-- What you need to do --
All lines from the one containing "a question, an" down to the one containing "failing. No operation", both ends included, are to be given again exactly; omit the rest of the listing below.

-- Input data --

- Opening Delimiter -

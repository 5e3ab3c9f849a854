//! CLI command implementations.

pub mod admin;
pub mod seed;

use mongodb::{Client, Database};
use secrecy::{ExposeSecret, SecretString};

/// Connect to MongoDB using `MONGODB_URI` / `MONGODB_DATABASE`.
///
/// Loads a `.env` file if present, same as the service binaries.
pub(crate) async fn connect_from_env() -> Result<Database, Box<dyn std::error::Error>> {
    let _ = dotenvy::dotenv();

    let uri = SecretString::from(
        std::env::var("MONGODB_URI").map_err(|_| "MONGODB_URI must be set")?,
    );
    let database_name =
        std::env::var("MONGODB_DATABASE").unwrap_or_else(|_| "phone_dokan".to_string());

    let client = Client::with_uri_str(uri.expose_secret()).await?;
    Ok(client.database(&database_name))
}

- Closing Delimiter -
- Opening Delimiter -

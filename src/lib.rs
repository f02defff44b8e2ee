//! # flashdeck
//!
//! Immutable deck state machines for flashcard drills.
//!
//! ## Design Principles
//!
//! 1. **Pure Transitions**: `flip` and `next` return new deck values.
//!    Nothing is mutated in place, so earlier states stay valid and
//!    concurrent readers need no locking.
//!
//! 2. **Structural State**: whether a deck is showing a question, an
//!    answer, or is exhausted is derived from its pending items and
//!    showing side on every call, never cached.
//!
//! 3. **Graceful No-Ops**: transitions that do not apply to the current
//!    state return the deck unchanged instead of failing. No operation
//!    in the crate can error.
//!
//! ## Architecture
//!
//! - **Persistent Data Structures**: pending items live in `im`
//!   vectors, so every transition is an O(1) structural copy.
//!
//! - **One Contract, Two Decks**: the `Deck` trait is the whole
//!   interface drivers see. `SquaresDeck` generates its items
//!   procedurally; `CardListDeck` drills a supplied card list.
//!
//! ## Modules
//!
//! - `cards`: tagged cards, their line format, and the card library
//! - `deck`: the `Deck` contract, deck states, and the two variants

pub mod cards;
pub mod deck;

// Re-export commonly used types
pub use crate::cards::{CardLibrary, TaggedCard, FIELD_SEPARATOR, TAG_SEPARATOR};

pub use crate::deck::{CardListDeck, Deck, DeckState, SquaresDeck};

- Closing Delimiter -

-- Problem solution --
//! 2. **Structural State**: whether a deck is showing a question, an
//!    answer, or is exhausted is derived from its pending items and
//!    showing side on every call, never cached.
//!
//! 3. **Graceful No-Ops**: transitions that do not apply to the current
//!    state return the deck unchanged instead of failing. No operation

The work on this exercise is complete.